Upon our return to Silver Dollar Raceway, Friend's predictions proved to be right on the money. Trap speed jumped almost 3 mph-from 103.73 to 106.68, while elapsed time dropped just over a tenth of a second to 12.752. This improvement was achieved in spite of the fact that 60-foot times remained virtually unchanged.

In addition to illustrating the performance shortfall that can result from a torque converter that isn't properly matched to a particular engine, the test results indicate a different type of torque converter is required for various Corvette intake systems. With its lower stall speed and reduced slippage, a Breakaway would be the better choice for a Tuned Port or a Cross-Fire engine. On the other hand, a Street Fighter or Super Street Fighter is better suited to LT1 and LS1 engines. In older Corvettes with carbureted engines, a camshaft profile can be used to ease the torque-converter selection process. Stock-type engines with standard hydraulic-lifter cams will obviously respond better to a "tighter" converter, while high-performance hydraulic- and mechanical-lifter profiles indicate a "looser" converter is required.

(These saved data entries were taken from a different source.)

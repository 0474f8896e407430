// SPDX-License-Identifier: AGPL-3.0-or-later
//
// Copyright (C) 2026 Relational Network

//! # Expired Note Purger
//!
//! Background task that periodically deletes notes older than the
//! configured maximum age. Purging never runs on the request path.
//!
//! ## Strategy
//!
//! Every `interval` (default 1 h) the purger calls
//! [`NoteLifecycle::purge_expired`]. A failed sweep is logged and retried on
//! the next tick; it never stops the loop.
//!
//! ## Shutdown
//!
//! Uses `tokio_util::sync::CancellationToken` for graceful shutdown.

use std::time::Duration;

use tokio_util::sync::CancellationToken;
use tracing::{info, warn};

use crate::lifecycle::{NoteLifecycle, DEFAULT_MAX_AGE};

/// Default interval between purge sweeps.
pub const DEFAULT_PURGE_INTERVAL: Duration = Duration::from_secs(60 * 60);

/// Background purger for aged-out notes.
pub struct ExpiryPurger {
    lifecycle: NoteLifecycle,
    interval: Duration,
    max_age: Duration,
}

impl ExpiryPurger {
    /// Create a purger with the default interval and age cutoff.
    pub fn new(lifecycle: NoteLifecycle) -> Self {
        Self {
            lifecycle,
            interval: DEFAULT_PURGE_INTERVAL,
            max_age: DEFAULT_MAX_AGE,
        }
    }

    pub fn with_interval(mut self, interval: Duration) -> Self {
        self.interval = interval;
        self
    }

    pub fn with_max_age(mut self, max_age: Duration) -> Self {
        self.max_age = max_age;
        self
    }

    /// Run the purge loop until the cancellation token is triggered.
    ///
    /// Should be spawned as a background task:
    /// ```rust,ignore
    /// tokio::spawn(purger.run(shutdown.clone()));
    /// ```
    pub async fn run(self, shutdown: CancellationToken) {
        info!(
            interval_secs = self.interval.as_secs(),
            max_age_secs = self.max_age.as_secs(),
            "Expired note purger starting"
        );

        loop {
            if shutdown.is_cancelled() {
                info!("Expired note purger shutting down");
                return;
            }

            self.sweep();

            tokio::select! {
                _ = tokio::time::sleep(self.interval) => {},
                _ = shutdown.cancelled() => {
                    info!("Expired note purger shutting down");
                    return;
                }
            }
        }
    }

    /// Execute one sweep. Returns the number of notes removed.
    pub fn sweep(&self) -> usize {
        match self.lifecycle.purge_expired(self.max_age) {
            Ok(removed) => removed,
            Err(e) => {
                warn!(error = %e, code = e.error_code(), "Purge sweep failed, will retry");
                0
            }
        }
    }
}
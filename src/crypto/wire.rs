// SPDX-License-Identifier: AGPL-3.0-or-later
//
// Copyright (C) 2026 Relational Network

//! Serde helpers that render byte fields as standard base64 strings.
//!
//! Used by the JSON wire form of payloads and by the storage rows, so the
//! stored ciphertext is byte-for-byte what the client sent.

use base64ct::{Base64, Encoding};

/// Encode bytes as standard (padded) base64.
pub fn encode(bytes: &[u8]) -> String {
    Base64::encode_string(bytes)
}

/// Decode standard (padded) base64.
pub fn decode(text: &str) -> Option<Vec<u8>> {
    Base64::decode_vec(text).ok()
}

/// `#[serde(with = "base64_bytes")]` for `Vec<u8>` fields.
pub mod base64_bytes {
    use serde::{de::Error as _, Deserialize, Deserializer, Serializer};

    use super::{decode, encode};

    pub fn serialize<S: Serializer>(bytes: &[u8], serializer: S) -> Result<S::Ok, S::Error> {
        serializer.serialize_str(&encode(bytes))
    }

    pub fn deserialize<'de, D: Deserializer<'de>>(deserializer: D) -> Result<Vec<u8>, D::Error> {
        let text = String::deserialize(deserializer)?;
        decode(&text).ok_or_else(|| D::Error::custom("invalid base64"))
    }
}

/// `#[serde(with = "base64_array")]` for fixed-size `[u8; N]` fields.
///
/// Rejects input that decodes to any other length.
pub mod base64_array {
    use serde::{de::Error as _, Deserialize, Deserializer, Serializer};

    use super::{decode, encode};

    pub fn serialize<S: Serializer, const N: usize>(
        bytes: &[u8; N],
        serializer: S,
    ) -> Result<S::Ok, S::Error> {
        serializer.serialize_str(&encode(bytes))
    }

    pub fn deserialize<'de, D: Deserializer<'de>, const N: usize>(
        deserializer: D,
    ) -> Result<[u8; N], D::Error> {
        let text = String::deserialize(deserializer)?;
        let bytes = decode(&text).ok_or_else(|| D::Error::custom("invalid base64"))?;
        let len = bytes.len();
        bytes
            .try_into()
            .map_err(|_| D::Error::custom(format!("expected {N} bytes, got {len}")))
    }
}

#[cfg(test)]
mod tests {
    use super::*;
    use serde::{Deserialize, Serialize};

    #[derive(Debug, Serialize, Deserialize, PartialEq)]
    struct Sample {
        #[serde(with = "base64_bytes")]
        data: Vec<u8>,
        #[serde(with = "base64_array")]
        key: [u8; 4],
    }

    #[test]
    fn renders_base64_strings() {
        let sample = Sample {
            data: b"hello".to_vec(),
            key: [1, 2, 3, 4],
        };
        let json = serde_json::to_string(&sample).unwrap();
        assert_eq!(json, r#"{"data":"aGVsbG8=","key":"AQIDBA=="}"#);
        let back: Sample = serde_json::from_str(&json).unwrap();
        assert_eq!(back, sample);
    }

    #[test]
    fn rejects_wrong_array_length() {
        let result: Result<Sample, _> = serde_json::from_str(r#"{"data":"","key":"AQID"}"#);
        let err = result.unwrap_err().to_string();
        assert!(err.contains("expected 4 bytes, got 3"), "{err}");
    }

    #[test]
    fn rejects_non_base64() {
        assert!(decode("not base64!").is_none());
    }
}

Obviously, making a selection is never as cut-and-dried as looking at a cam spec card or engine type. Vehicle weight and gearing also enter the picture and, irrespective of the actual specifications, an engine's performance capabilities are still the governing factor-especially if you're aiming for optimum performance in a car you race on Sunday and drive on Monday.

Stall Speed: Loose Or Tight?Stall speed is about as misunderstood as torque converters. It is simply the maximum rpm an engine can reach when the throttle is wide open but the vehicle is held at a standstill. Stall speed is relevant to vehicle acceleration for a number of reasons, but primarily because it allows an engine to reach a particular rpm before attempting to move a vehicle.

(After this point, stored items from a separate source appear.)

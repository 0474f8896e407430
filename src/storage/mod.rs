// SPDX-License-Identifier: AGPL-3.0-or-later
//
// Copyright (C) 2026 Relational Network

//! # Note Storage
//!
//! Embedded ACID storage backed by redb (pure Rust). A single database file
//! holds every table; the [`Storage`] handle is opened once at startup and
//! cloned into the [`NoteStore`] and the [`KeyDirectory`]. The file is
//! released when the last clone is dropped.
//!
//! ## Table Layout
//!
//! - `notes`: note id → JSON row
//! - `notes_by_created`: `created_at_be | note id` → note id (age purge index)
//! - `registered_keys`: identity → JSON row
//! - `schema_meta`: key → u64 (`schema_version`)
//!
//! ## Atomicity
//!
//! redb admits one write transaction at a time. Every read-modify-write in
//! this module (insert-if-absent, compare-and-increment, delete, purge) runs
//! inside a single write transaction, so concurrent callers can never lose
//! an update.

use std::path::{Path, PathBuf};
use std::sync::Arc;

use redb::{Database, TableDefinition};

pub mod key_cache;
pub mod keys;
pub mod migrations;
pub mod notes;

pub use key_cache::KeyCache;
pub use keys::KeyDirectory;
pub use notes::{NoteStore, ReadIncrement};

// =============================================================================
// Table Definitions
// =============================================================================

/// Primary table: note id → serialized note row (JSON bytes).
pub(crate) const NOTES: TableDefinition<&str, &[u8]> = TableDefinition::new("notes");

/// Index: `created_at (order-preserving big-endian) | note id` → note id.
pub(crate) const NOTES_BY_CREATED: TableDefinition<&[u8], &str> =
    TableDefinition::new("notes_by_created");

/// Identity → serialized registered key (JSON bytes).
pub(crate) const REGISTERED_KEYS: TableDefinition<&str, &[u8]> =
    TableDefinition::new("registered_keys");

/// Schema bookkeeping: key → value.
pub(crate) const SCHEMA_META: TableDefinition<&str, u64> = TableDefinition::new("schema_meta");

// =============================================================================
// Error Type
// =============================================================================

#[derive(Debug, thiserror::Error)]
pub enum StorageError {
    #[error("redb error: {0}")]
    Redb(#[from] redb::Error),

    #[error("redb database error: {0}")]
    RedbDatabase(#[from] redb::DatabaseError),

    #[error("redb transaction error: {0}")]
    RedbTransaction(#[from] redb::TransactionError),

    #[error("redb table error: {0}")]
    RedbTable(#[from] redb::TableError),

    #[error("redb storage error: {0}")]
    RedbStorage(#[from] redb::StorageError),

    #[error("redb commit error: {0}")]
    RedbCommit(#[from] redb::CommitError),

    #[error("serialization error: {0}")]
    Serde(#[from] serde_json::Error),

    #[error("I/O error: {0}")]
    Io(#[from] std::io::Error),

    #[error("duplicate id: {0}")]
    DuplicateId(String),

    #[error("corrupt record: {0}")]
    Corrupt(String),

    #[error("migration {version} failed: {reason}")]
    MigrationFailed { version: u64, reason: String },
}

pub type StorageResult<T> = Result<T, StorageError>;

// =============================================================================
// Storage Handle
// =============================================================================

/// Explicitly constructed handle to the database file.
#[derive(Clone)]
pub struct Storage {
    db: Arc<Database>,
    path: PathBuf,
}

impl Storage {
    /// Open (or create) the database at `path` and bring its schema up to
    /// date.
    pub fn open(path: &Path) -> StorageResult<Self> {
        if let Some(parent) = path.parent() {
            if !parent.as_os_str().is_empty() {
                std::fs::create_dir_all(parent)?;
            }
        }
        let db = Database::create(path)?;
        let version = migrations::apply_pending(&db)?;

        tracing::info!(
            path = %path.display(),
            schema_version = version,
            "Note storage opened"
        );

        Ok(Self {
            db: Arc::new(db),
            path: path.to_path_buf(),
        })
    }

    /// Location of the database file.
    pub fn path(&self) -> &Path {
        &self.path
    }

    /// Schema version recorded in the database.
    pub fn schema_version(&self) -> StorageResult<u64> {
        migrations::current_version(&self.db)
    }

    pub(crate) fn db(&self) -> &Database {
        &self.db
    }
}

impl std::fmt::Debug for Storage {
    fn fmt(&self, f: &mut std::fmt::Formatter<'_>) -> std::fmt::Result {
        f.debug_struct("Storage").field("path", &self.path).finish()
    }
}

#[cfg(test)]
pub(crate) fn temp_storage() -> (Storage, tempfile::TempDir) {
    let dir = tempfile::tempdir().unwrap();
    let storage = Storage::open(&dir.path().join("test.redb")).unwrap();
    (storage, dir)
}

As stall speed is increased, so is a converter's overall slippage; all other things being equal, a "loose" converter will typically have a higher stall speed, more slippage, and more advantageous torque multiplication than a "tight" one. Unfortunately, all other things aren't always equal, so there's no guarantee that a "loose" converter will offer a performance advantage. Slippage can be the result of nothing more than poor design and, even worse, quality control.